Le bouddhisme inspira une belle époque d’art et de littérature. Il portait en lui les éléments d’une révolution plus profonde et qui posaient plus nettement la question sociale que le christianisme. La langue sanscrite était au moment de sa plus éclatante floraison lorsque le grammairien Pànini lui avait donné des règles littéraires au ive siècle avant J.-C. Le Mahabharata, immense épopée de plus de 200.000 vers, recueillit tous les récits épiques et fut l’Iliade de l’Inde. On y trouve, avec la force et la fraîcheur de la sagesse et de la poésie primitives, la douceur infinie de la poésie bouddhique en même temps que la fureur et la duplicité des dieux. « Les mondes se heurtent et une fleur sourit à l’enfant qui passe. Les Titans dévorent l’univers, et une femme armée d’une paille les extermine de sa main. » (Ph. Chasles). « Yudichtira force les dieux à admettre son chien dans le séjour des bienheureux… Dans sa merveilleuse puissance de bonté libératrice, il arriva à faire descendre les dieux du ciel pour illuminer les ténèbres de l’enfer et changer en jouissances les supplices des méchants. » (E. Reclus). On voit que les « charitables » chrétiens qui « se réjouissent de voir les souffrances des damnés » (Thomas d’Aquin), ont encore fort à apprendre du bouddhisme dans les voies de la charité.

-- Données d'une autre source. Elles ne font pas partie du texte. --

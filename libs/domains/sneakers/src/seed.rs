//! Sample collection loaded into a fresh catalog.

use chrono::{DateTime, Duration, NaiveDate, Utc};

use crate::models::{Brand, Category, Condition, Sneaker, SneakerInput};

struct SampleSneaker {
    input: SneakerInput,
    days_ago: i64,
}

/// The eight sample sneakers, ids 1 to 8, dated relative to `now`.
pub fn sample_sneakers(now: DateTime<Utc>) -> Vec<Sneaker> {
    samples()
        .into_iter()
        .zip(1..)
        .map(|(sample, id)| {
            sample
                .input
                .into_sneaker(id, now - Duration::days(sample.days_ago))
        })
        .collect()
}

#[allow(clippy::too_many_arguments)]
fn sample(
    brand: Brand,
    model: &str,
    colorway: &str,
    size: f64,
    price: f64,
    condition: Condition,
    category: Category,
    release: (i32, u32, u32),
    image_url: Option<&str>,
    description: &str,
    is_limited: bool,
    stock: u32,
    days_ago: i64,
) -> SampleSneaker {
    let (year, month, day) = release;
    SampleSneaker {
        input: SneakerInput {
            brand,
            model: model.to_string(),
            colorway: colorway.to_string(),
            size,
            price,
            condition,
            category,
            release_date: NaiveDate::from_ymd_opt(year, month, day).unwrap_or_default(),
            image_url: image_url.map(str::to_string),
            description: Some(description.to_string()),
            is_limited,
            stock_quantity: Some(stock),
        },
        days_ago,
    }
}

fn samples() -> Vec<SampleSneaker> {
    vec![
        sample(
            Brand::Jordan,
            "Air Jordan 1 Retro High",
            "Chicago",
            9.0,
            180.0,
            Condition::DeadStock,
            Category::Basketball,
            (2015, 5, 30),
            Some("https://images.stockx.com/images/Air-Jordan-1-Retro-High-Chicago-2015.jpg"),
            "Iconic Air Jordan 1 colorway, inspired by the Chicago Bulls.",
            true,
            2,
            30,
        ),
        sample(
            Brand::Nike,
            "Air Max 1",
            "Patta Waves",
            8.5,
            350.0,
            Condition::Excellent,
            Category::Lifestyle,
            (2021, 9, 18),
            Some(
                "https://www.sneakerstyle.fr/wp-content/uploads/2021/10/patta-x-nike-air-max-1-noise-aqua-DH1348-004.jpg",
            ),
            "Exclusive collaboration between Nike and Patta with a wave-inspired design.",
            true,
            1,
            25,
        ),
        sample(
            Brand::Adidas,
            "Yeezy Boost 350 V2",
            "Zebra",
            10.0,
            80.0,
            Condition::VeryGood,
            Category::Lifestyle,
            (2017, 2, 25),
            Some(
                "https://www.sneakers.fr/wp-content/uploads/2017/01/adidas-yeezy-boost-350V2-Zebra-8-380x380.jpeg",
            ),
            "One of the most popular Yeezy 350 V2 colorways.",
            true,
            3,
            20,
        ),
        sample(
            Brand::Nike,
            "Dunk Low",
            "Panda",
            9.5,
            120.0,
            Condition::NearMint,
            Category::Lifestyle,
            (2021, 3, 10),
            Some("https://images.stockx.com/images/Nike-Dunk-Low-White-Black.jpg"),
            "The 'Panda' colorway became a staple thanks to its classic black and white look.",
            false,
            5,
            15,
        ),
        sample(
            Brand::Jordan,
            "Air Jordan 4 Retro",
            "Black Cat",
            8.0,
            220.0,
            Condition::DeadStock,
            Category::Basketball,
            (2020, 1, 18),
            Some("https://images.stockx.com/images/Air-Jordan-4-Retro-Black-Cat-2020.jpg"),
            "All-black take on the legendary Air Jordan 4.",
            true,
            1,
            10,
        ),
        sample(
            Brand::NewBalance,
            "990v3",
            "Grey",
            11.0,
            185.0,
            Condition::VeryGood,
            Category::Running,
            (2012, 8, 15),
            None,
            "Premium running sneaker with exceptional comfort.",
            false,
            2,
            5,
        ),
        sample(
            Brand::Vans,
            "Old Skool",
            "Black/White",
            7.5,
            65.0,
            Condition::Good,
            Category::Skateboarding,
            (1977, 3, 19),
            None,
            "Vans' iconic skate shoe, a timeless classic.",
            false,
            10,
            3,
        ),
        sample(
            Brand::Nike,
            "Air Force 1 Low",
            "Triple White",
            9.0,
            90.0,
            Condition::Excellent,
            Category::Lifestyle,
            (1982, 12, 1),
            None,
            "Nike's best-selling sneaker, a must-have in all white.",
            false,
            8,
            1,
        ),
    ]
}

Il y a identité entre la légende grecque de la Guerre de Troie et celle, hindoue, de l’histoire d’Hastinapura contée dans le Mahabharata. On n’est pas certain qu’il n’y en ait pas entre le Krichna brahmanique, antérieur à Bouddha, et le Christ. Les drames de Bavhabouti, de Boudraka, de Calidasa correspondent de leur côté à ceux d’Eschyle, de Sophocle, d’Euripide et en ont la grandeur. Manou, le penseur, l’homme libre qui se renouvelle dans des incarnations successives, se retrouve dans Parsifal, l’innocent, le pur des légendes de Graal. Les chansons de geste et les romans fabuleux du moyen-âge remontent au Mahabharata en passant par l’Iliade grecque et les épopées scandinave et germanique. L’épopée de l’Inde est le premier monument de la littérature héroïque ; elle a peuplé le monde de ses héros. En même temps, la poésie et les récits populaires de l’Avesta formaient le trésor des fables indoues, assyriennes, égyptiennes, grecques. Enrichies par l’imagination des conteurs de toutes les régions, multipliées par la variété de leurs idées et de leurs mœurs, ils alimentaient le Pantcha Tantra des Indous, le Javidan Khirad des Perses, la poésie du désert arabe et des délices des jardins enchantés des contes des Mille et une nuits, pour se transmettre dans tout l’Occident et provoquer la floraison de la poésie populaire du moyen âge, jusque dans l’Amérique du Nord où Erik le Rouge et ses compagnons norvégiens portèrent la poésie de leur pays au xe siècle. L’influence de l’Inde s’était répandue en Indochine avant que cette région fut soumise à la Chine. La civilisation Khmer, dont l’œuvre artistique est si admirée aujourd’hui, fut d’origine indoue. Les Malais eurent par leurs navigateurs une influence prépondérante sur toutes les terres océaniques et leur apport fut plus grand dans les contes des Mille et une nuits que celui des Indous, des Cinghalais et des Arabes.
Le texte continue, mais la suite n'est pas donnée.